Saved entries
○ ○ ○ ○ ○ ○ ○
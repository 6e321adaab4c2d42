//! Factory registry: implementation key → constructor.
//!
//! Populated explicitly at start-up. Configuration only ever supplies the
//! key; an unknown key is a configuration error.

use std::collections::HashMap;
use std::sync::Arc;

use parking_lot::RwLock;
use tracing::warn;

use crate::domain::PluginInfo;
use crate::error::PluginError;

/// Constructor for one implementation key.
pub type FactoryFn<T> = Arc<dyn Fn(&PluginInfo) -> Result<Arc<T>, PluginError> + Send + Sync>;

/// Map from implementation key to constructor.
pub struct FactoryRegistry<T: ?Sized + 'static> {
    factories: RwLock<HashMap<String, FactoryFn<T>>>,
}

impl<T: ?Sized + 'static> Default for FactoryRegistry<T> {
    fn default() -> Self {
        Self {
            factories: RwLock::new(HashMap::new()),
        }
    }
}

impl<T: ?Sized + 'static> FactoryRegistry<T> {
    pub fn new() -> Self {
        Self::default()
    }

    /// Register a constructor. Re-registering a key replaces it.
    pub fn register<F>(&self, key: impl Into<String>, factory: F)
    where
        F: Fn(&PluginInfo) -> Result<Arc<T>, PluginError> + Send + Sync + 'static,
    {
        let key = key.into();
        if self
            .factories
            .write()
            .insert(key.clone(), Arc::new(factory))
            .is_some()
        {
            warn!(key = %key, "[ch-01] Factory key re-registered");
        }
    }

    pub fn contains(&self, key: &str) -> bool {
        self.factories.read().contains_key(key)
    }

    pub fn keys(&self) -> Vec<String> {
        let mut keys: Vec<_> = self.factories.read().keys().cloned().collect();
        keys.sort();
        keys
    }

    /// Instantiate `info.class`. The factory runs outside the map lock.
    pub fn create(&self, info: &PluginInfo) -> Result<Arc<T>, PluginError> {
        let factory = self
            .factories
            .read()
            .get(&info.class)
            .cloned()
            .ok_or_else(|| PluginError::UnknownKey {
                name: info.name.clone(),
                key: info.class.clone(),
            })?;
        factory(info)
    }
}
//! # Outbound Ports (Driven Ports)
//!
//! Filesystem operations the store service needs from a backend.
//!
//! Production: `LocalStoreFs` (tokio::fs + fs2), `WebHdfsStoreFs` (reqwest)
//!
//! All paths are relative to the backend's root and use `/` separators.

use async_trait::async_trait;

use crate::domain::StoreScheme;
use crate::error::StoreResult;

/// Capacity figures for one backing store, in bytes.
#[derive(Debug, Clone, Copy, PartialEq, Eq, Default)]
pub struct Capacity {
    pub total: u64,
    /// Space available to this process (may exclude reserved blocks).
    pub usable: u64,
    pub free: u64,
}

/// Abstract filesystem rooted at one location.
#[async_trait]
pub trait StoreFs: Send + Sync {
    fn scheme(&self) -> StoreScheme;

    /// Root location, as a display string.
    fn location(&self) -> String;

    /// Read a file. `Ok(None)` when it does not exist.
    async fn read(&self, path: &str) -> StoreResult<Option<Vec<u8>>>;

    /// Create or replace a file, creating parent directories.
    async fn write(&self, path: &str, bytes: &[u8]) -> StoreResult<()>;

    /// Create a directory and its parents. Idempotent.
    async fn mkdirs(&self, path: &str) -> StoreResult<()>;

    async fn exists(&self, path: &str) -> StoreResult<bool>;

    /// Delete a file or directory tree. `Ok(false)` when nothing existed.
    async fn delete(&self, path: &str) -> StoreResult<bool>;

    /// Names of the direct children of a directory, sorted.
    async fn list(&self, path: &str) -> StoreResult<Vec<String>>;

    /// Current capacity of the backing store.
    async fn capacity(&self) -> StoreResult<Capacity>;
}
○ ○ ○ ○ ○ ○ ○
The task » Find the count of lines in the data above where the word "FactoryRegistry" occurs, and write down only that count.

Written answer » 3